The MAS has set the bar high for DFB licenses to ensure stability among Singapore's digital banks. Burning cash in pursuit of an elusive moment when user numbers magically convert to profitability may work for neobanks in Europe, but not in Singapore. DFB applicants must agree to meet an eventual paid-in capital requirement of $S1.5 billion. No wonder why Revolut decided against applying. DFB applicants almost must be based in Singapore and "controlled by Singaporeans," according to the MAS.
All four reported shortlisted applicants have strong digital ecosystems of one kind or another and all are firmly anchored in Singapore as required by the MAS.

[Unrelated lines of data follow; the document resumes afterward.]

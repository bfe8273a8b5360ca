//! Action dispatcher
//!
//! A single background task performs every outward action. The decision
//! path only enqueues onto an unbounded channel and gets an [`ActionHandle`]
//! back; it never waits on the network.
//!
//! The worker first brings the [`ActionSink`] to readiness (login, room
//! joins), retrying with a fixed delay until it succeeds. Actions submitted
//! in the meantime wait in the queue and then run in submission order.
//! A failing action completes its own handle with an error and is not
//! retried.
//!
//! ## Lock Usage
//!
//! Handle completion state is guarded by a `parking_lot::Mutex` that is
//! never held across `.await` or while running completion callbacks.

use crate::action::ModerationAction;
use crate::config::DispatcherSettings;
use async_trait::async_trait;
use parking_lot::Mutex;
use std::fmt;
use std::sync::Arc;
use std::time::Duration;
use thiserror::Error;
use tokio::sync::{mpsc, watch, Notify};
use tokio::task::JoinHandle;
use tracing::{debug, info, warn};
use uuid::Uuid;

/// Failure reported by an [`ActionSink`].
#[derive(Debug, Clone, PartialEq, Eq, Error)]
#[error("{message}")]
pub struct SinkError {
    message: String,
}

impl SinkError {
    /// Create a sink error.
    pub fn new(message: impl Into<String>) -> Self {
        Self {
            message: message.into(),
        }
    }
}

/// Why an action did not complete successfully.
#[derive(Debug, Clone, PartialEq, Eq, Error)]
pub enum DispatchError {
    /// The sink reported a failure while performing the action.
    #[error("action failed: {0}")]
    Sink(#[from] SinkError),

    /// The dispatcher stopped before the action ran.
    #[error("dispatcher shut down before the action ran")]
    Shutdown,
}

/// Outcome delivered to an [`ActionHandle`].
pub type ActionResult = Result<(), DispatchError>;

/// Destination for moderation actions, typically a chat client.
#[async_trait]
pub trait ActionSink: Send + Sync + 'static {
    /// Become able to perform actions (authenticate, join control rooms).
    async fn prepare(&self) -> Result<(), SinkError>;

    /// Perform one action.
    async fn perform(&self, action: &ModerationAction) -> Result<(), SinkError>;
}

/// Dispatcher tuning.
#[derive(Debug, Clone, Copy, PartialEq, Eq)]
pub struct DispatcherConfig {
    /// Fixed delay between readiness attempts
    pub retry_delay: Duration,
}

impl Default for DispatcherConfig {
    fn default() -> Self {
        Self {
            retry_delay: Duration::from_secs(2),
        }
    }
}

impl From<&DispatcherSettings> for DispatcherConfig {
    fn from(settings: &DispatcherSettings) -> Self {
        Self {
            retry_delay: settings.retry_delay(),
        }
    }
}

/// Identifier for a submitted action.
#[derive(Debug, Clone, Copy, PartialEq, Eq, Hash)]
pub struct ActionId(Uuid);

impl fmt::Display for ActionId {
    fn fmt(&self, f: &mut fmt::Formatter<'_>) -> fmt::Result {
        self.0.fmt(f)
    }
}

type Callback = Box<dyn FnOnce(&ActionResult) + Send>;

enum Slot {
    Pending(Vec<Callback>),
    Done(ActionResult),
}

struct Completion {
    slot: Mutex<Slot>,
    notify: Notify,
}

impl Completion {
    fn finish(&self, result: ActionResult) {
        let callbacks = {
            let mut slot = self.slot.lock();
            if matches!(*slot, Slot::Done(_)) {
                return;
            }
            match std::mem::replace(&mut *slot, Slot::Done(result.clone())) {
                Slot::Pending(callbacks) => callbacks,
                Slot::Done(_) => Vec::new(),
            }
        };
        for callback in callbacks {
            callback(&result);
        }
        self.notify.notify_waiters();
    }
}

/// Caller-side view of a submitted action.
#[derive(Clone)]
pub struct ActionHandle {
    id: ActionId,
    completion: Arc<Completion>,
}

impl ActionHandle {
    pub(crate) fn pending() -> (Self, Completer) {
        let completion = Arc::new(Completion {
            slot: Mutex::new(Slot::Pending(Vec::new())),
            notify: Notify::new(),
        });
        let handle = Self {
            id: ActionId(Uuid::new_v4()),
            completion: completion.clone(),
        };
        (
            handle,
            Completer {
                completion: Some(completion),
            },
        )
    }

    /// Identifier used in logs.
    pub fn id(&self) -> ActionId {
        self.id
    }

    /// Whether the action has finished, successfully or not.
    pub fn is_done(&self) -> bool {
        matches!(*self.completion.slot.lock(), Slot::Done(_))
    }

    /// The outcome, if finished.
    pub fn result(&self) -> Option<ActionResult> {
        match &*self.completion.slot.lock() {
            Slot::Done(result) => Some(result.clone()),
            Slot::Pending(_) => None,
        }
    }

    /// Run `callback` once the action finishes; immediately if it already has.
    pub fn on_complete<F>(&self, callback: F)
    where
        F: FnOnce(&ActionResult) + Send + 'static,
    {
        let result = {
            let mut slot = self.completion.slot.lock();
            match &mut *slot {
                Slot::Pending(callbacks) => {
                    callbacks.push(Box::new(callback));
                    return;
                }
                Slot::Done(result) => result.clone(),
            }
        };
        callback(&result);
    }

    /// Wait for the outcome.
    pub async fn wait(&self) -> ActionResult {
        loop {
            let notified = self.completion.notify.notified();
            if let Some(result) = self.result() {
                return result;
            }
            notified.await;
        }
    }
}

impl fmt::Debug for ActionHandle {
    fn fmt(&self, f: &mut fmt::Formatter<'_>) -> fmt::Result {
        f.debug_struct("ActionHandle")
            .field("id", &self.id)
            .field("done", &self.is_done())
            .finish()
    }
}

/// Worker-side completion; reports `Shutdown` if dropped unused.
pub(crate) struct Completer {
    completion: Option<Arc<Completion>>,
}

impl Completer {
    pub(crate) fn complete(mut self, result: ActionResult) {
        if let Some(completion) = self.completion.take() {
            completion.finish(result);
        }
    }
}

impl Drop for Completer {
    fn drop(&mut self) {
        if let Some(completion) = self.completion.take() {
            completion.finish(Err(DispatchError::Shutdown));
        }
    }
}

struct Job {
    id: ActionId,
    action: ModerationAction,
    completer: Completer,
}

/// Handle to the background worker.
pub struct ActionDispatcher {
    queue: Mutex<Option<mpsc::UnboundedSender<Job>>>,
    ready: watch::Receiver<bool>,
    worker: Mutex<Option<JoinHandle<()>>>,
}

impl ActionDispatcher {
    /// Start the worker on the current tokio runtime.
    pub fn spawn(sink: Arc<dyn ActionSink>, config: DispatcherConfig) -> Self {
        let (queue, jobs) = mpsc::unbounded_channel();
        let (ready_tx, ready) = watch::channel(false);
        let worker = tokio::spawn(run_worker(sink, config, jobs, ready_tx));
        Self {
            queue: Mutex::new(Some(queue)),
            ready,
            worker: Mutex::new(Some(worker)),
        }
    }

    /// Queue `action` and return immediately.
    pub fn submit(&self, action: ModerationAction) -> ActionHandle {
        let (handle, completer) = ActionHandle::pending();
        debug!(
            action_id = %handle.id(),
            kind = %action.kind,
            target = %action.target,
            room = %action.message.room,
            "queued moderation action"
        );
        let job = Job {
            id: handle.id(),
            action,
            completer,
        };
        let rejected = match &*self.queue.lock() {
            Some(queue) => queue.send(job).err().map(|err| err.0),
            None => Some(job),
        };
        if let Some(job) = rejected {
            warn!(action_id = %handle.id(), "dispatcher is shut down; action dropped");
            drop(job);
        }
        handle
    }

    /// Whether the sink has become ready.
    pub fn is_ready(&self) -> bool {
        *self.ready.borrow()
    }

    /// Wait until the sink is ready.
    pub async fn wait_ready(&self) -> Result<(), DispatchError> {
        let mut ready = self.ready.clone();
        ready
            .wait_for(|ready| *ready)
            .await
            .map(|_| ())
            .map_err(|_| DispatchError::Shutdown)
    }

    /// Stop accepting actions and wait for the queued ones to finish.
    ///
    /// Does not return until the sink has become ready and worked through
    /// the queue.
    pub async fn close(&self) {
        self.queue.lock().take();
        let worker = self.worker.lock().take();
        if let Some(worker) = worker {
            if let Err(err) = worker.await {
                warn!(error = %err, "action worker ended abnormally");
            }
        }
    }

    /// Stop the worker; queued actions complete with `Shutdown`.
    pub fn shutdown(&self) {
        self.queue.lock().take();
        if let Some(worker) = self.worker.lock().take() {
            worker.abort();
            info!("action dispatcher stopped");
        }
    }
}

impl Drop for ActionDispatcher {
    fn drop(&mut self) {
        if let Some(worker) = self.worker.lock().take() {
            worker.abort();
        }
    }
}

impl fmt::Debug for ActionDispatcher {
    fn fmt(&self, f: &mut fmt::Formatter<'_>) -> fmt::Result {
        f.debug_struct("ActionDispatcher")
            .field("ready", &self.is_ready())
            .field("accepting", &self.queue.lock().is_some())
            .field("running", &self.worker.lock().is_some())
            .finish()
    }
}

async fn run_worker(
    sink: Arc<dyn ActionSink>,
    config: DispatcherConfig,
    mut jobs: mpsc::UnboundedReceiver<Job>,
    ready: watch::Sender<bool>,
) {
    let mut attempt: u32 = 0;
    loop {
        attempt = attempt.saturating_add(1);
        match sink.prepare().await {
            Ok(()) => break,
            Err(err) => {
                warn!(
                    attempt,
                    error = %err,
                    retry_in_ms = config.retry_delay.as_millis() as u64,
                    "action sink not ready, retrying"
                );
                tokio::time::sleep(config.retry_delay).await;
            }
        }
    }
    ready.send_replace(true);
    info!(attempts = attempt, "action dispatcher ready");

    while let Some(Job {
        id,
        action,
        completer,
    }) = jobs.recv().await
    {
        let result = sink.perform(&action).await.map_err(DispatchError::from);
        match &result {
            Ok(()) => debug!(action_id = %id, kind = %action.kind, "moderation action completed"),
            Err(err) => warn!(
                action_id = %id,
                kind = %action.kind,
                target = %action.target,
                error = %err,
                "moderation action failed"
            ),
        }
        completer.complete(result);
    }
    debug!("action queue closed");
}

Yet none of them has a particularly exceptional value proposition as a digital bank. For instance, when Sea announced it that it had applied for an application in January, it said it would drive financial innovation in Singapore and target traditionally underserved market segments: millennials and SMEs. Sea highlights its digital wallet SeaMoney. Grab/Singtel, Razer and MatchMove have more or less said the same thing in as many words. They all have existing fintech capabilities.

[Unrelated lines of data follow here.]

//! Biometric validation: raw form fields to a [`ProfileInput`].
//!
//! Fields are checked in a fixed order (height, weight, age, gender,
//! activity level, goal). In [`ValidationMode::FailFast`] the first
//! violation is returned; [`ValidationMode::Aggregate`] keeps going and
//! reports every violated field in the same order.

use serde::{Deserialize, Serialize};

use super::model::{ActivityLevel, Gender, ProfileGoal, ProfileInput, RawProfileFields};
use crate::error::ValidationError;

/// Inclusive numeric range for a field.
#[derive(Debug, Clone, Copy, PartialEq)]
pub struct Bounds {
    pub min: f64,
    pub max: f64,
}

impl Bounds {
    pub const fn new(min: f64, max: f64) -> Self {
        Self { min, max }
    }

    pub fn contains(&self, value: f64) -> bool {
        value >= self.min && value <= self.max
    }
}

pub const HEIGHT_CM: Bounds = Bounds::new(100.0, 250.0);
pub const WEIGHT_KG: Bounds = Bounds::new(30.0, 300.0);
pub const AGE_YEARS: Bounds = Bounds::new(13.0, 100.0);

/// How many violations to report.
#[derive(Debug, Clone, Copy, Default, PartialEq, Eq, Serialize, Deserialize)]
#[serde(rename_all = "snake_case")]
pub enum ValidationMode {
    #[default]
    FailFast,
    Aggregate,
}

impl std::str::FromStr for ValidationMode {
    type Err = String;

    fn from_str(s: &str) -> Result<Self, Self::Err> {
        match s.trim() {
            "fail_fast" | "fail-fast" => Ok(Self::FailFast),
            "aggregate" => Ok(Self::Aggregate),
            other => Err(format!("expected fail_fast or aggregate, got {other:?}")),
        }
    }
}

/// An enumerated form field with a closed set of literals.
pub trait Choice: Sized {
    /// Field name used in error reports.
    const FIELD: &'static str;
    /// Canonical literals, in display order.
    const ALLOWED: &'static [&'static str];

    fn from_literal(s: &str) -> Option<Self>;
}

impl Choice for Gender {
    const FIELD: &'static str = "gender";
    const ALLOWED: &'static [&'static str] = &["male", "female"];

    fn from_literal(s: &str) -> Option<Self> {
        match s {
            "male" => Some(Self::Male),
            "female" => Some(Self::Female),
            _ => None,
        }
    }
}

impl Choice for ActivityLevel {
    const FIELD: &'static str = "activity_level";
    const ALLOWED: &'static [&'static str] =
        &["sedentary", "light", "moderate", "active", "very-active"];

    fn from_literal(s: &str) -> Option<Self> {
        Self::ALL.into_iter().find(|level| level.as_str() == s)
    }
}

impl Choice for ProfileGoal {
    const FIELD: &'static str = "goal";
    const ALLOWED: &'static [&'static str] = &["muscle-gain", "cut", "bulk", "maintenance"];

    fn from_literal(s: &str) -> Option<Self> {
        match s {
            "muscle-gain" => Some(Self::MuscleGain),
            "cut" | "fat-loss" => Some(Self::Cut),
            "bulk" => Some(Self::Bulk),
            "maintenance" => Some(Self::Maintenance),
            _ => None,
        }
    }
}

/// Parse a required enumerated literal.
pub fn parse_choice<T: Choice>(raw: &str) -> Result<T, ValidationError> {
    T::from_literal(raw.trim()).ok_or_else(|| ValidationError::InvalidEnum {
        field: T::FIELD.to_string(),
        allowed: T::ALLOWED.iter().map(|s| s.to_string()).collect(),
    })
}

/// Parse an optional enumerated literal; absent means the default.
fn parse_optional_choice<T: Choice + Default>(raw: Option<&str>) -> Result<T, ValidationError> {
    match raw {
        Some(s) => parse_choice(s),
        None => Ok(T::default()),
    }
}

/// Parse a finite number.
pub fn parse_number(field: &str, raw: &str) -> Result<f64, ValidationError> {
    raw.trim()
        .parse::<f64>()
        .ok()
        .filter(|v| v.is_finite())
        .ok_or_else(|| ValidationError::Parse {
            field: field.to_string(),
        })
}

/// Check a parsed value against its bounds.
pub fn check_bounds(field: &str, value: f64, bounds: Bounds) -> Result<f64, ValidationError> {
    if bounds.contains(value) {
        Ok(value)
    } else {
        Err(ValidationError::OutOfBounds {
            field: field.to_string(),
            min: bounds.min,
            max: bounds.max,
            actual: value,
        })
    }
}

fn bounded(field: &str, raw: &str, bounds: Bounds) -> Result<f64, ValidationError> {
    check_bounds(field, parse_number(field, raw)?, bounds)
}

/// Age is whole years; any fractional part is dropped before the bound check.
fn parse_age(raw: &str) -> Result<u32, ValidationError> {
    let years = parse_number("age", raw)?.trunc();
    check_bounds("age", years, AGE_YEARS).map(|v| v as u32)
}

/// Validate in fail-fast mode, returning the first violation.
pub fn validate(raw: &RawProfileFields) -> Result<ProfileInput, ValidationError> {
    run(raw, ValidationMode::FailFast).map_err(|mut errors| errors.remove(0))
}

/// Validate in aggregate mode, returning every violation in field order.
pub fn validate_all(raw: &RawProfileFields) -> Result<ProfileInput, Vec<ValidationError>> {
    run(raw, ValidationMode::Aggregate)
}

/// Validate with the given mode. The error list is never empty.
pub fn validate_with(
    raw: &RawProfileFields,
    mode: ValidationMode,
) -> Result<ProfileInput, Vec<ValidationError>> {
    run(raw, mode)
}

struct Collector {
    mode: ValidationMode,
    errors: Vec<ValidationError>,
}

impl Collector {
    fn keep<T>(&mut self, result: Result<T, ValidationError>) -> Option<T> {
        match result {
            Ok(v) => Some(v),
            Err(e) => {
                self.errors.push(e);
                None
            }
        }
    }

    fn halted(&self) -> bool {
        self.mode == ValidationMode::FailFast && !self.errors.is_empty()
    }
}

fn run(raw: &RawProfileFields, mode: ValidationMode) -> Result<ProfileInput, Vec<ValidationError>> {
    let mut c = Collector {
        mode,
        errors: Vec::new(),
    };

    let height = c.keep(bounded("height", &raw.height, HEIGHT_CM));
    if c.halted() {
        return Err(c.errors);
    }
    let weight = c.keep(bounded("weight", &raw.weight, WEIGHT_KG));
    if c.halted() {
        return Err(c.errors);
    }
    let age = c.keep(parse_age(&raw.age));
    if c.halted() {
        return Err(c.errors);
    }
    let gender = c.keep(parse_optional_choice::<Gender>(raw.gender.as_deref()));
    if c.halted() {
        return Err(c.errors);
    }
    let activity_level =
        c.keep(parse_optional_choice::<ActivityLevel>(raw.activity_level.as_deref()));
    if c.halted() {
        return Err(c.errors);
    }
    let goal = c.keep(parse_optional_choice::<ProfileGoal>(raw.goal.as_deref()));

    match (height, weight, age, gender, activity_level, goal) {
        (Some(height), Some(weight), Some(age), Some(gender), Some(activity_level), Some(goal)) => {
            Ok(ProfileInput {
                height,
                weight,
                age,
                gender,
                activity_level,
                goal,
            })
        }
        _ => Err(c.errors),
    }
}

To be sure, given unpopular fees and customer service issues at traditional Singapore banks, digital upstarts have a chance to grab some market share. But given the close innovation parity among the four reported shortlisted candidates, the MAS may look more closely at their balance sheets to determine the winners.

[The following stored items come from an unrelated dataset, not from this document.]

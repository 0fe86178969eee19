//! Integration tests for the onboarding and tracker REST API.
//!
//! Each test spins up an Axum server on a random port backed by an
//! in-memory database and exercises the real HTTP contract with reqwest.

use std::sync::Arc;
use std::time::Duration;

use chrono::Utc;
use reqwest::{Client, StatusCode};
use serde_json::{Value, json};
use tokio::net::TcpListener;
use tokio::time::timeout;

use fitin_planner::api::build_app;
use fitin_planner::config::Redirects;
use fitin_planner::notify::NoticeBuffer;
use fitin_planner::photos::LocalPhotoStore;
use fitin_planner::profile::ValidationMode;
use fitin_planner::store::{Database, LibSqlBackend, PlanType};

/// Maximum time any test is allowed to run before we consider it hung.
const TEST_TIMEOUT: Duration = Duration::from_secs(5);

struct TestServer {
    base: String,
    client: Client,
    db: Arc<dyn Database>,
    notices: Arc<NoticeBuffer>,
    _photos: tempfile::TempDir,
}

impl TestServer {
    fn url(&self, path: &str) -> String {
        format!("{}{}", self.base, path)
    }

    async fn post(&self, path: &str, body: Value) -> (StatusCode, Value) {
        let resp = self
            .client
            .post(self.url(path))
            .bearer_auth("tok")
            .json(&body)
            .send()
            .await
            .unwrap();
        let status = resp.status();
        (status, resp.json().await.unwrap())
    }

    async fn get(&self, path: &str) -> (StatusCode, Value) {
        let resp = self
            .client
            .get(self.url(path))
            .bearer_auth("tok")
            .send()
            .await
            .unwrap();
        let status = resp.status();
        (status, resp.json().await.unwrap())
    }

    async fn event(&self, event: Value) -> (StatusCode, Value) {
        self.post("/api/onboarding/events", event).await
    }
}

/// Start a server with user `u1` signed in as `tok` on the given plan.
async fn start_server(plan: Option<PlanType>, mode: ValidationMode) -> TestServer {
    let db: Arc<dyn Database> = Arc::new(LibSqlBackend::new_memory().await.unwrap());
    db.create_session("tok", "u1", Utc::now() + chrono::Duration::hours(1))
        .await
        .unwrap();
    if let Some(plan) = plan {
        db.set_plan_type("u1", plan).await.unwrap();
    }

    let photos_dir = tempfile::tempdir().unwrap();
    let notices = Arc::new(NoticeBuffer::new());
    let app = build_app(
        Arc::clone(&db),
        Arc::new(LocalPhotoStore::new(photos_dir.path())),
        notices.clone(),
        mode,
        Redirects::default(),
    );

    let listener = TcpListener::bind("127.0.0.1:0").await.unwrap();
    let port = listener.local_addr().unwrap().port();

    tokio::spawn(async move {
        axum::serve(listener, app).await.unwrap();
    });

    // Give the server a moment to start accepting connections.
    tokio::time::sleep(Duration::from_millis(50)).await;

    TestServer {
        base: format!("http://127.0.0.1:{port}"),
        client: Client::new(),
        db,
        notices,
        _photos: photos_dir,
    }
}

fn reference_calculator() -> Value {
    json!({
        "type": "submit_calculator",
        "height": "175",
        "weight": "70",
        "age": "25",
        "gender": "male",
        "activity_level": "moderate"
    })
}

#[tokio::test]
async fn health_check() {
    timeout(TEST_TIMEOUT, async {
        let server = start_server(None, ValidationMode::FailFast).await;
        let resp = server.client.get(server.url("/health")).send().await.unwrap();
        assert_eq!(resp.status(), StatusCode::OK);
        let body: Value = resp.json().await.unwrap();
        assert_eq!(body["status"], "ok");
    })
    .await
    .expect("test timed out");
}

#[tokio::test]
async fn full_onboarding_flow_reaches_tracker() {
    timeout(TEST_TIMEOUT, async {
        let server = start_server(Some(PlanType::Paid), ValidationMode::FailFast).await;

        let (status, body) = server.post("/api/onboarding/enter", json!({})).await;
        assert_eq!(status, StatusCode::OK);
        assert_eq!(body["step"], "welcome");

        let (status, body) = server.event(json!({"type": "acknowledge"})).await;
        assert_eq!(status, StatusCode::OK);
        assert_eq!(body["status"]["step"], "calculator");

        let (status, body) = server.event(reference_calculator()).await;
        assert_eq!(status, StatusCode::OK);
        assert_eq!(body["status"]["step"], "goal");
        assert_eq!(body["status"]["calorie_target"], 2594);
        assert_eq!(body["status"]["goal_preview"]["bulk"], 2983);

        let (status, body) = server.event(json!({"type": "select_goal", "goal": "cut"})).await;
        assert_eq!(status, StatusCode::OK);
        assert_eq!(body["status"]["step"], "photo");
        assert_eq!(body["status"]["calorie_target"], 2075);

        let resp = server
            .client
            .post(server.url("/api/onboarding/photo"))
            .bearer_auth("tok")
            .body(vec![0xFF, 0xD8, 0xFF, 0xE0])
            .send()
            .await
            .unwrap();
        assert_eq!(resp.status(), StatusCode::OK);

        let (status, body) = server.event(json!({"type": "submit_photo"})).await;
        assert_eq!(status, StatusCode::OK);
        assert_eq!(body["status"]["step"], "community");

        let (status, body) = server.event(json!({"type": "join_community"})).await;
        assert_eq!(status, StatusCode::OK);
        assert_eq!(body["status"]["step"], "tracker");
        assert_eq!(body["status"]["completed"], true);
        assert_eq!(body["notice"]["message"], "Welcome to the FitIn community!");

        let stored = server.db.get_profile("u1").await.unwrap().unwrap();
        assert_eq!(stored.plan.unwrap().target, 2075);
        assert!(stored.photo.is_some());

        let (status, body) = server.get("/api/onboarding/status").await;
        assert_eq!(status, StatusCode::OK);
        assert_eq!(body["step"], "tracker");

        let (status, _) = server.event(json!({"type": "acknowledge"})).await;
        assert_eq!(status, StatusCode::CONFLICT);
    })
    .await
    .expect("test timed out");
}

#[tokio::test]
async fn submitting_photo_without_upload_is_rejected() {
    timeout(TEST_TIMEOUT, async {
        let server = start_server(Some(PlanType::Paid), ValidationMode::FailFast).await;
        server.post("/api/onboarding/enter", json!({})).await;
        server.event(json!({"type": "acknowledge"})).await;
        server.event(reference_calculator()).await;
        server.event(json!({"type": "select_goal", "goal": "cut"})).await;
        server.notices.drain();

        let (status, body) = server.event(json!({"type": "submit_photo"})).await;
        assert_eq!(status, StatusCode::UNPROCESSABLE_ENTITY);
        assert!(body["error"].as_str().unwrap().contains("photo"));

        let (_, body) = server.get("/api/onboarding/status").await;
        assert_eq!(body["step"], "photo");
        assert_eq!(server.notices.drain().len(), 1);

        let resp = server
            .client
            .post(server.url("/api/onboarding/photo"))
            .bearer_auth("tok")
            .send()
            .await
            .unwrap();
        assert_eq!(resp.status(), StatusCode::UNPROCESSABLE_ENTITY);
    })
    .await
    .expect("test timed out");
}

#[tokio::test]
async fn aggregate_mode_reports_every_field() {
    timeout(TEST_TIMEOUT, async {
        let server = start_server(Some(PlanType::Paid), ValidationMode::Aggregate).await;
        server.post("/api/onboarding/enter", json!({})).await;
        server.event(json!({"type": "acknowledge"})).await;

        let (status, body) = server
            .event(json!({
                "type": "submit_calculator",
                "height": "99",
                "weight": "abc",
                "age": "101",
                "gender": "other"
            }))
            .await;
        assert_eq!(status, StatusCode::UNPROCESSABLE_ENTITY);
        assert_eq!(body["errors"].as_array().unwrap().len(), 4);
    })
    .await
    .expect("test timed out");
}

#[tokio::test]
async fn access_failures_redirect() {
    timeout(TEST_TIMEOUT, async {
        let server = start_server(Some(PlanType::Free), ValidationMode::FailFast).await;

        let resp = server
            .client
            .post(server.url("/api/onboarding/enter"))
            .send()
            .await
            .unwrap();
        assert_eq!(resp.status(), StatusCode::UNAUTHORIZED);
        let body: Value = resp.json().await.unwrap();
        assert_eq!(body["redirect"], "/auth");

        let (status, body) = server.post("/api/onboarding/enter", json!({})).await;
        assert_eq!(status, StatusCode::FORBIDDEN);
        assert_eq!(body["redirect"], "/nutrition-tracker");

        let (status, _) = server.get("/api/tracker/summary").await;
        assert_eq!(status, StatusCode::FORBIDDEN);
    })
    .await
    .expect("test timed out");
}

#[tokio::test]
async fn details_form_saves_profile() {
    timeout(TEST_TIMEOUT, async {
        let server = start_server(None, ValidationMode::FailFast).await;

        let (status, body) = server
            .post(
                "/api/profile/details",
                json!({"height": "165", "weight": "58", "age": "29.9", "goal": "fat-loss"}),
            )
            .await;
        assert_eq!(status, StatusCode::OK);
        assert_eq!(body["age"], 29);
        assert_eq!(body["goal"], "cut");
        assert_eq!(body["gender"], "male");

        let stored = server.db.get_profile("u1").await.unwrap().unwrap();
        assert_eq!(stored.profile.height, 165.0);
    })
    .await
    .expect("test timed out");
}

#[tokio::test]
async fn tracker_logs_meals_against_target() {
    timeout(TEST_TIMEOUT, async {
        let server = start_server(Some(PlanType::Paid), ValidationMode::FailFast).await;

        let (status, _) = server.get("/api/tracker/summary").await;
        assert_eq!(status, StatusCode::CONFLICT);

        server.post("/api/onboarding/enter", json!({})).await;
        server.event(json!({"type": "acknowledge"})).await;
        server.event(reference_calculator()).await;
        server.event(json!({"type": "select_goal", "goal": "bulk"})).await;
        server
            .event(json!({"type": "attach_photo", "photo": "external-ref"}))
            .await;
        server.event(json!({"type": "submit_photo"})).await;
        server.event(json!({"type": "join_community"})).await;

        let (status, meal) = server
            .post(
                "/api/tracker/meals",
                json!({"meal_type": "lunch", "calories": 650, "description": "rice bowl", "date": "2026-04-02"}),
            )
            .await;
        assert_eq!(status, StatusCode::CREATED);
        assert_eq!(meal["meal_type"], "lunch");

        let (status, body) = server.get("/api/tracker/summary?date=2026-04-02").await;
        assert_eq!(status, StatusCode::OK);
        assert_eq!(body["target"], 2983);
        assert_eq!(body["consumed"], 650);
        assert_eq!(body["remaining"], 2333);
        assert_eq!(body["meals"][1]["label"], "Lunch");

        let id = meal["id"].as_str().unwrap();
        let resp = server
            .client
            .delete(server.url(&format!("/api/tracker/meals/{id}")))
            .bearer_auth("tok")
            .send()
            .await
            .unwrap();
        assert_eq!(resp.status(), StatusCode::OK);

        let resp = server
            .client
            .delete(server.url(&format!("/api/tracker/meals/{id}")))
            .bearer_auth("tok")
            .send()
            .await
            .unwrap();
        assert_eq!(resp.status(), StatusCode::NOT_FOUND);

        let (status, _) = server
            .post("/api/tracker/meals", json!({"meal_type": "brunch", "calories": 300}))
            .await;
        assert_eq!(status, StatusCode::UNPROCESSABLE_ENTITY);
    })
    .await
    .expect("test timed out");
}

Among the four, the Grab/Singtel consortium has the advantage of including a major telecoms incumbent. Singtel posted a net profit of S$1.08 billion in the financial year ended March 31. Singtel's strong financials can help offset concerns the MAS may have about Grab's finances. In its eight years of existence, Grab has never been profitable, and the pandemic is not helping matters. In mid-June, the ride-hailing giant said that it would lay off 360 people, or about 5% of its employees. According to The Information, Grab internally in late 2018 forecast a loss of annual S$2 billion in 2019. Grab executives insist the company does not have capitalization issues though.
NYSE-listed and Tencent-backed Sea, the parent company of Singaporean e-commerce firm Shopee, is not profitable either. Its net losses rose 57% to US$1.46 billion in 2019, although total adjusted revenue nearly tripled to US$2.9 billon from US$1 billion in 2018.
In contrast, Hong Kong-listed gaming hardware firm Razer moved out of the red in the second half of 2019 while its revenue for the year hit a record high of US$820.8 million, up 15% from US$712 million in 2018. “We’ve always had a very profitable core,” co-founder and CEO Min-Liang Tan told CNBC in Nov. 2019. “And what we’ve done is take the profits from that core and we have been investing in new businesses … and categories.”
Meanwhile, MatchMove, which like Razer began in gaming, had been targeted profitability in 2020 before the coronavirus outbreak drove the global economy into recession. In early December 2019, CEO Shailesh Naik told Tech In Asia that he expected the company to post a profit in 2020, with the volume of transactions it processes reaching US$2.5 to US$3 billion.
One possible advantage for MatchMove compared to the other three applicants is that it has been laser focused on financial services for years now, not ride hailing, gaming, telecoms or e-commerce. Indeed, MatchMove's existing digital payments services are more comprehensive than those of its competitors.
MatchMove provides "bank-like capabilities" to businesses in a wide range of industries, among them agriculture, aviation and shipping. Under an agreement MatchMove reached with Singapore's Marine Innovation, the fintech offers its banking-as-a-service platform to the shipping company for corporate payroll, expense management and cross-border remittances.